# [TASK PROMPT]
Where does "sweep" occur in the listing? Copy every line that holds it.

····················

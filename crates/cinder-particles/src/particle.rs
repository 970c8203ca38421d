//! Particle state handed to influencers, and the pool that owns it

use cinder_core::{Color, Vec3};

/// Per-particle simulation state
#[derive(Clone, Debug, PartialEq)]
pub struct Particle {
    /// Offset from `initial_position`
    pub position: Vec3,
    /// Emitter origin at spawn
    pub initial_position: Vec3,
    pub velocity: Vec3,
    /// Billboard size; only x and y are used
    pub size: Vec3,
    pub color: Color,
    /// Roll angle in radians
    pub angle: f32,
    /// Roll speed in radians per second
    pub rotation_speed: f32,
    /// Remaining life in seconds
    pub life: f32,
    /// Total life assigned at spawn
    pub start_life: f32,
    /// Next pixel read by a colour image affector
    pub image_cursor: usize,
    pub alive: bool,
}

impl Particle {
    pub fn dead() -> Self {
        Self {
            position: Vec3::ZERO,
            initial_position: Vec3::ZERO,
            velocity: Vec3::ZERO,
            size: Vec3::ONE,
            color: Color::WHITE,
            angle: 0.0,
            rotation_speed: 0.0,
            life: 0.0,
            start_life: 0.0,
            image_cursor: 0,
            alive: false,
        }
    }

    /// A live particle with the given total life
    pub fn with_life(life: f32) -> Self {
        Self {
            life,
            start_life: life,
            alive: true,
            ..Self::dead()
        }
    }

    /// Fraction of total life already spent: `1 - life / start_life`
    pub fn alive_fraction(&self) -> f32 {
        if self.start_life <= 0.0 {
            1.0
        } else {
            1.0 - self.life / self.start_life
        }
    }

    /// Seconds lived so far
    pub fn alive_for(&self) -> f32 {
        self.start_life - self.life
    }
}

/// Fixed-capacity pool. Live particles occupy the front of `slots`; a sweep
/// moves dead ones past the end by swapping, so ordering is not preserved.
pub struct ParticlePool {
    slots: Vec<Particle>,
    live: usize,
}

impl ParticlePool {
    pub fn new(quota: usize) -> Self {
        Self {
            slots: vec![Particle::dead(); quota],
            live: 0,
        }
    }

    pub fn capacity(&self) -> usize {
        self.slots.len()
    }

    pub fn alive_count(&self) -> usize {
        self.live
    }

    pub fn is_full(&self) -> bool {
        self.live == self.slots.len()
    }

    /// Claim a reset slot for a new particle, or `None` at quota
    pub fn spawn(&mut self) -> Option<&mut Particle> {
        let slot = self.slots.get_mut(self.live)?;
        *slot = Particle {
            alive: true,
            ..Particle::dead()
        };
        self.live += 1;
        Some(slot)
    }

    /// Drop every particle whose `alive` flag was cleared since the last sweep
    pub fn sweep(&mut self) {
        let mut i = 0;
        while i < self.live {
            if self.slots[i].alive {
                i += 1;
                continue;
            }
            self.live -= 1;
            self.slots.swap(i, self.live);
        }
    }

    pub fn live(&self) -> &[Particle] {
        &self.slots[..self.live]
    }

    pub fn live_mut(&mut self) -> &mut [Particle] {
        &mut self.slots[..self.live]
    }
}

#[cfg(test)]
mod tests {
    use super::*;

    #[test]
    fn pool_spawn_and_kill() {
        let mut pool = ParticlePool::new(4);
        assert_eq!(pool.alive_count(), 0);

        for i in 0..3 {
            let p = pool.spawn().unwrap();
            p.life = 1.0;
            p.position.x = i as f32;
        }
        assert_eq!(pool.alive_count(), 3);

        // Kill the middle one
        pool.live_mut()[1].alive = false;
        pool.sweep();
        assert_eq!(pool.alive_count(), 2);
        assert!(pool.live().iter().all(|p| p.position.x != 1.0));

        // Pool full at capacity 4, spawn should fail after 4
        pool.spawn().unwrap();
        pool.spawn().unwrap();
        assert!(pool.spawn().is_none());
    }

    #[test]
    fn spawn_recycles_fresh_state() {
        let mut pool = ParticlePool::new(1);
        pool.spawn().unwrap().velocity = Vec3::ONE;
        pool.live_mut()[0].alive = false;
        pool.sweep();
        assert_eq!(pool.spawn().unwrap().velocity, Vec3::ZERO);
    }

    #[test]
    fn alive_fraction_tracks_spent_life() {
        let mut p = Particle::with_life(4.0);
        assert!(p.alive_fraction().abs() < 1e-6);
        p.life = 1.0;
        assert!((p.alive_fraction() - 0.75).abs() < 1e-6);
        assert!((p.alive_for() - 3.0).abs() < 1e-6);
    }
}
//! Script check command

use super::load;
use anyhow::Result;
use cinder_script::LoadOutcome;
use std::fmt::Write as _;

pub fn run(file: &str) -> Result<()> {
    let outcome = load(file)?;
    print!("{}", report(&outcome));
    Ok(())
}

fn report(outcome: &LoadOutcome) -> String {
    let mut out = String::new();
    for script in &outcome.collection {
        let _ = writeln!(
            out,
            "{}: quota {}, {} emitter(s), {} affector(s)",
            script.name,
            script.quota,
            script.emitters.len(),
            script.affectors.len()
        );
    }
    if outcome.warnings.is_empty() {
        let _ = writeln!(out, "OK, no warnings");
    } else {
        let _ = writeln!(out, "{} warning(s):", outcome.warnings.len());
        for warning in &outcome.warnings {
            let _ = writeln!(out, "  [{:?}] {}", warning.kind, warning);
        }
    }
    out
}
//! A single row of pixels sampled by the colour image affector

use cinder_core::{CinderError, Color, Result};
use image::DynamicImage;

#[derive(Debug, Clone, PartialEq, Eq)]
pub enum PixelFormat {
    Rgba8,
    Bgr8,
    /// Any layout the affector cannot decode, named for error reporting
    Unsupported(String),
}

impl PixelFormat {
    pub fn bytes_per_pixel(&self) -> usize {
        match self {
            PixelFormat::Rgba8 => 4,
            PixelFormat::Bgr8 => 3,
            PixelFormat::Unsupported(_) => 0,
        }
    }
}

/// The first row of an image, in its native channel order
#[derive(Debug, Clone, PartialEq)]
pub struct PixelRow {
    pub format: PixelFormat,
    pub width: usize,
    pub data: Vec<u8>,
}

impl PixelRow {
    pub fn new(format: PixelFormat, width: usize, data: Vec<u8>) -> Self {
        Self {
            format,
            width,
            data,
        }
    }

    /// Take the top row of a decoded image. RGB images are stored BGR so the
    /// affector sees the same byte order as legacy BGR8 textures.
    pub fn from_image(img: &DynamicImage) -> Self {
        let width = img.width() as usize;
        match img {
            DynamicImage::ImageRgba8(buf) => {
                let data = buf.as_raw().iter().take(width * 4).copied().collect();
                Self::new(PixelFormat::Rgba8, width, data)
            }
            DynamicImage::ImageRgb8(buf) => {
                let data = buf
                    .as_raw()
                    .chunks_exact(3)
                    .take(width)
                    .flat_map(|px| [px[2], px[1], px[0]])
                    .collect();
                Self::new(PixelFormat::Bgr8, width, data)
            }
            other => Self::new(
                PixelFormat::Unsupported(format!("{:?}", other.color())),
                width,
                Vec::new(),
            ),
        }
    }

    /// Colour of pixel `x`. Fails on undecodable formats or a short buffer.
    pub fn colour_at(&self, x: usize) -> Result<Color> {
        let stride = self.format.bytes_per_pixel();
        if stride == 0 {
            if let PixelFormat::Unsupported(name) = &self.format {
                return Err(CinderError::UnsupportedFormat(name.clone()));
            }
        }
        let start = x * stride;
        let px = self.data.get(start..start + stride).ok_or_else(|| {
            CinderError::UnsupportedFormat(format!(
                "pixel {x} outside a {} byte row",
                self.data.len()
            ))
        })?;
        let channel = |v: u8| f32::from(v) / 255.0;
        Ok(match self.format {
            PixelFormat::Rgba8 => Color::new(
                channel(px[0]),
                channel(px[1]),
                channel(px[2]),
                channel(px[3]),
            ),
            _ => Color::new(channel(px[2]), channel(px[1]), channel(px[0]), 1.0),
        })
    }
}
//! Affectors that change particle velocity

use crate::particle::Particle;
use crate::rand::ParticleRng;
use cinder_core::tokens::{self, AttributeWriter};
use cinder_core::{CinderError, Result, Vec3};
use std::fmt;

/// Bounces particles off a plane given by a point and a normal
#[derive(Debug, Clone, PartialEq)]
pub struct DeflectorPlane {
    pub plane_point: Vec3,
    pub plane_normal: Vec3,
    pub bounce: f32,
}

impl Default for DeflectorPlane {
    fn default() -> Self {
        Self {
            plane_point: Vec3::ZERO,
            plane_normal: Vec3::UNIT_Y,
            bounce: 1.0,
        }
    }
}

impl DeflectorPlane {
    pub(crate) fn parse(&mut self, args: &[&str], line: usize) -> Result<bool> {
        match args[0] {
            "plane_point" => self.plane_point = tokens::parse_vec3(args, line)?,
            "plane_normal" => self.plane_normal = tokens::parse_vec3(args, line)?,
            "bounce" => self.bounce = tokens::single_f32(args, line)?,
            _ => return Ok(false),
        }
        Ok(true)
    }

    pub(crate) fn write(&self, w: &mut AttributeWriter) {
        w.vec3("plane_point", &self.plane_point);
        w.vec3("plane_normal", &self.plane_normal);
        w.float("bounce", self.bounce);
    }

    pub(crate) fn update(&self, p: &mut Particle, dt: f32) {
        let normal = self.plane_normal;
        let plane_distance = -normal.dot(&self.plane_point) / normal.dot(&normal).sqrt();
        let step = p.velocity * dt;
        // Plane test runs in emitter space
        let mut abs_pos = p.position + p.initial_position;
        if normal.dot(&(abs_pos + step)) + plane_distance > 0.0 {
            return;
        }
        let a = normal.dot(&abs_pos) + plane_distance;
        if a <= 0.0 {
            return;
        }
        let to_plane = step * (-a / step.dot(&normal));
        abs_pos = abs_pos + to_plane + (to_plane - step) * self.bounce;
        p.velocity = (p.velocity - normal * (p.velocity.dot(&normal) * 2.0)) * self.bounce;
        p.position = abs_pos - p.initial_position;
    }
}

/// Randomly perturbs particle velocity
#[derive(Debug, Clone, Default, PartialEq)]
pub struct DirectionRandomiser {
    pub randomness: f32,
    /// Chance per frame that a particle is perturbed
    pub scope: f32,
    pub keep_velocity: bool,
}

impl DirectionRandomiser {
    pub(crate) fn parse(&mut self, args: &[&str], line: usize) -> Result<bool> {
        match args[0] {
            "randomness" => self.randomness = tokens::single_f32(args, line)?,
            "scope" => self.scope = tokens::single_f32(args, line)?,
            "keep_velocity" => self.keep_velocity = tokens::single_bool(args, line)?,
            _ => return Ok(false),
        }
        Ok(true)
    }

    pub(crate) fn write(&self, w: &mut AttributeWriter) {
        w.float("scope", self.scope);
        w.float("randomness", self.randomness);
        w.flag("keep_velocity", self.keep_velocity);
    }

    pub(crate) fn update(&self, p: &mut Particle, dt: f32, rng: &mut ParticleRng) {
        if self.scope <= rng.next_f32() || p.velocity == Vec3::ZERO {
            return;
        }
        let speed = p.velocity.length();
        let jitter = Vec3::new(
            rng.spread(self.randomness) * dt,
            rng.spread(self.randomness) * dt,
            rng.spread(self.randomness) * dt,
        );
        p.velocity += jitter;
        if self.keep_velocity {
            let length = p.velocity.length();
            if length > 0.0 {
                p.velocity = p.velocity * (speed / length);
            }
        }
    }
}

#[derive(Debug, Clone, Copy, Default, PartialEq, Eq)]
pub enum ForceApplication {
    #[default]
    Add,
    Average,
}

impl ForceApplication {
    pub fn parse(value: &str, line: usize) -> Result<Self> {
        match value {
            "add" => Ok(ForceApplication::Add),
            "average" => Ok(ForceApplication::Average),
            other => Err(CinderError::structural(
                line,
                format!("Expected value of average or add, found '{other}'"),
            )),
        }
    }
}

impl fmt::Display for ForceApplication {
    fn fmt(&self, f: &mut fmt::Formatter<'_>) -> fmt::Result {
        f.write_str(match self {
            ForceApplication::Add => "add",
            ForceApplication::Average => "average",
        })
    }
}

/// Applies a constant force, or pulls velocity halfway towards it
#[derive(Debug, Clone, PartialEq)]
pub struct LinearForce {
    pub force: Vec3,
    pub application: ForceApplication,
}

impl Default for LinearForce {
    fn default() -> Self {
        Self {
            force: Vec3::new(0.0, -100.0, 0.0),
            application: ForceApplication::Add,
        }
    }
}

impl LinearForce {
    pub(crate) fn parse(&mut self, args: &[&str], line: usize) -> Result<bool> {
        match args[0] {
            "force_vector" => self.force = tokens::parse_vec3(args, line)?,
            "force_application" => {
                self.application = ForceApplication::parse(tokens::single(args, line)?, line)?
            }
            _ => return Ok(false),
        }
        Ok(true)
    }

    pub(crate) fn write(&self, w: &mut AttributeWriter) {
        w.vec3("force_vector", &self.force);
        w.line("force_application", self.application);
    }

    pub(crate) fn update(&self, p: &mut Particle, dt: f32) {
        p.velocity = match self.application {
            ForceApplication::Add => p.velocity + self.force * dt,
            ForceApplication::Average => (p.velocity + self.force) / 2.0,
        };
    }
}

#[cfg(test)]
mod tests {
    use super::*;

    #[test]
    fn deflector_reflects_crossing_particle() {
        let plane = DeflectorPlane::default();
        let mut p = Particle::with_life(1.0);
        p.position = Vec3::new(0.0, 0.5, 0.0);
        p.velocity = Vec3::new(0.0, -1.0, 0.0);
        plane.update(&mut p, 1.0);
        assert!((p.velocity.y - 1.0).abs() < 1e-5);
        assert!(p.position.y >= 0.0);
        assert!((p.position.y - 0.5).abs() < 1e-5);
    }

    #[test]
    fn deflector_ignores_particle_staying_above() {
        let plane = DeflectorPlane::default();
        let mut p = Particle::with_life(1.0);
        p.position = Vec3::new(0.0, 5.0, 0.0);
        p.velocity = Vec3::new(0.0, -1.0, 0.0);
        plane.update(&mut p, 1.0);
        assert_eq!(p.velocity, Vec3::new(0.0, -1.0, 0.0));
        assert_eq!(p.position.y, 5.0);
    }

    #[test]
    fn deflector_uses_emitter_space() {
        let plane = DeflectorPlane::default();
        let mut p = Particle::with_life(1.0);
        // Absolute height 10.5 keeps it well above the plane
        p.initial_position = Vec3::new(0.0, 10.0, 0.0);
        p.position = Vec3::new(0.0, 0.5, 0.0);
        p.velocity = Vec3::new(0.0, -1.0, 0.0);
        plane.update(&mut p, 1.0);
        assert_eq!(p.velocity.y, -1.0);
    }

    #[test]
    fn randomiser_keeps_speed() {
        let randomiser = DirectionRandomiser {
            randomness: 50.0,
            scope: 1.0,
            keep_velocity: true,
        };
        let mut rng = ParticleRng::new(99);
        let mut p = Particle::with_life(1.0);
        p.velocity = Vec3::new(3.0, 0.0, 4.0);
        for _ in 0..20 {
            randomiser.update(&mut p, 0.1, &mut rng);
            assert!((p.velocity.length() - 5.0).abs() < 1e-3);
        }
    }

    #[test]
    fn randomiser_with_zero_scope_does_nothing() {
        let randomiser = DirectionRandomiser {
            randomness: 50.0,
            scope: 0.0,
            keep_velocity: false,
        };
        let mut rng = ParticleRng::new(99);
        let mut p = Particle::with_life(1.0);
        p.velocity = Vec3::UNIT_X;
        randomiser.update(&mut p, 1.0, &mut rng);
        assert_eq!(p.velocity, Vec3::UNIT_X);
    }

    #[test]
    fn linear_force_modes() {
        let mut p = Particle::with_life(1.0);
        p.velocity = Vec3::new(2.0, 0.0, 0.0);
        let add = LinearForce::default();
        add.update(&mut p, 0.5);
        assert_eq!(p.velocity, Vec3::new(2.0, -50.0, 0.0));

        let average = LinearForce {
            force: Vec3::new(0.0, 4.0, 0.0),
            application: ForceApplication::Average,
        };
        p.velocity = Vec3::new(2.0, 0.0, 0.0);
        average.update(&mut p, 0.5);
        assert_eq!(p.velocity, Vec3::new(1.0, 2.0, 0.0));
    }

    #[test]
    fn bad_force_application_is_structural() {
        let mut force = LinearForce::default();
        let err = force.parse(&["force_application", "sum"], 4).unwrap_err();
        assert!(matches!(err, CinderError::Structural { line: 4, .. }));
        assert!(force.parse(&["force_application", "average"], 5).unwrap());
        assert_eq!(force.application, ForceApplication::Average);
    }
}
//! Name-keyed constructor tables for emitter shapes and affectors
//!
//! The parser never decides which kinds exist. It asks the [`Registries`]
//! it was built with, so a host can add shapes and affectors by handing the
//! parser a table of its own.

use cinder_particles::affector::{Affector, BUILTIN_AFFECTORS};
use cinder_particles::emitter::{EmitterShape, BUILTIN_SHAPES};
use cinder_particles::{CustomAffector, CustomAffectorKind, CustomShape, CustomShapeKind};
use std::collections::HashMap;
use std::fmt;
use std::sync::Arc;

pub type EmitterConstructor = Arc<dyn Fn() -> EmitterShape + Send + Sync>;
pub type AffectorConstructor = Arc<dyn Fn() -> Affector + Send + Sync>;

/// Emitter shapes, matched case-insensitively. A name that does not match
/// as written is retried with its internal whitespace removed, so
/// `hollow ellipsoid` finds `HollowEllipsoid`.
#[derive(Clone, Default)]
pub struct EmitterRegistry {
    constructors: HashMap<String, EmitterConstructor>,
    names: Vec<String>,
}

impl EmitterRegistry {
    pub fn new() -> Self {
        Self::default()
    }

    pub fn builtin() -> Self {
        let mut registry = Self::new();
        for name in BUILTIN_SHAPES {
            registry.register(
                name,
                Arc::new(move || EmitterShape::builtin(name).unwrap_or(EmitterShape::Point)),
            );
        }
        registry
    }

    /// Register a constructor, replacing any existing one with the same name
    pub fn register(&mut self, name: &str, constructor: EmitterConstructor) {
        let key = name.to_lowercase();
        if self.constructors.insert(key, constructor).is_none() {
            self.names.push(name.to_string());
        }
    }

    /// Construct a fresh shape for a script-level name
    pub fn create(&self, name: &str) -> Option<EmitterShape> {
        let name = name.trim();
        self.constructors
            .get(&name.to_lowercase())
            .or_else(|| self.constructors.get(&strip_spaces(name).to_lowercase()))
            .map(|constructor| constructor())
    }

    pub fn contains(&self, name: &str) -> bool {
        self.create(name).is_some()
    }

    /// Registered names, in registration order
    pub fn names(&self) -> impl Iterator<Item = &str> {
        self.names.iter().map(String::as_str)
    }
}

impl fmt::Debug for EmitterRegistry {
    fn fmt(&self, f: &mut fmt::Formatter<'_>) -> fmt::Result {
        f.debug_struct("EmitterRegistry")
            .field("names", &self.names)
            .finish()
    }
}

/// Affectors, matched exactly once internal whitespace is removed
/// (`Colour Fader` finds `ColourFader`)
#[derive(Clone, Default)]
pub struct AffectorRegistry {
    constructors: HashMap<String, AffectorConstructor>,
    names: Vec<String>,
}

impl AffectorRegistry {
    pub fn new() -> Self {
        Self::default()
    }

    pub fn builtin() -> Self {
        let mut registry = Self::new();
        for name in BUILTIN_AFFECTORS {
            if let Some(prototype) = Affector::builtin(name) {
                registry.register(name, Arc::new(move || prototype.clone()));
            }
        }
        registry
    }

    pub fn register(&mut self, name: &str, constructor: AffectorConstructor) {
        let key = strip_spaces(name);
        if self.constructors.insert(key.clone(), constructor).is_none() {
            self.names.push(key);
        }
    }

    pub fn create(&self, name: &str) -> Option<Affector> {
        self.constructors
            .get(&strip_spaces(name))
            .map(|constructor| constructor())
    }

    pub fn contains(&self, name: &str) -> bool {
        self.constructors.contains_key(&strip_spaces(name))
    }

    pub fn names(&self) -> impl Iterator<Item = &str> {
        self.names.iter().map(String::as_str)
    }
}

impl fmt::Debug for AffectorRegistry {
    fn fmt(&self, f: &mut fmt::Formatter<'_>) -> fmt::Result {
        f.debug_struct("AffectorRegistry")
            .field("names", &self.names)
            .finish()
    }
}

/// The emitter and affector tables a parser resolves section names against
#[derive(Debug, Clone, Default)]
pub struct Registries {
    pub emitters: EmitterRegistry,
    pub affectors: AffectorRegistry,
}

impl Registries {
    /// Tables holding only the built-in kinds
    pub fn builtin() -> Self {
        Self {
            emitters: EmitterRegistry::builtin(),
            affectors: AffectorRegistry::builtin(),
        }
    }

    pub fn with_emitter(
        mut self,
        name: &str,
        constructor: impl Fn() -> EmitterShape + Send + Sync + 'static,
    ) -> Self {
        self.emitters.register(name, Arc::new(constructor));
        self
    }

    pub fn with_affector(
        mut self,
        name: &str,
        constructor: impl Fn() -> Affector + Send + Sync + 'static,
    ) -> Self {
        self.affectors.register(name, Arc::new(constructor));
        self
    }

    /// Register a declaratively described emitter shape under its schema name
    pub fn register_custom_emitter(&mut self, kind: Arc<CustomShapeKind>) -> &mut Self {
        let name = kind.schema.name.clone();
        log::debug!("Registering custom emitter {name}");
        self.emitters.register(
            &name,
            Arc::new(move || EmitterShape::Custom(CustomShape::new(kind.clone()))),
        );
        self
    }

    pub fn register_custom_affector(&mut self, kind: Arc<CustomAffectorKind>) -> &mut Self {
        let name = kind.schema.name.clone();
        log::debug!("Registering custom affector {name}");
        self.affectors.register(
            &name,
            Arc::new(move || Affector::Custom(CustomAffector::new(kind.clone()))),
        );
        self
    }
}

fn strip_spaces(name: &str) -> String {
    name.split_whitespace().collect()
}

····················

# [SOLUTION FOR THIS EXERCISE]
/// Fixed-capacity pool. Live particles occupy the front of `slots`; a sweep
    /// Drop every particle whose `alive` flag was cleared since the last sweep
    pub fn sweep(&mut self) {
        pool.sweep();
        pool.sweep();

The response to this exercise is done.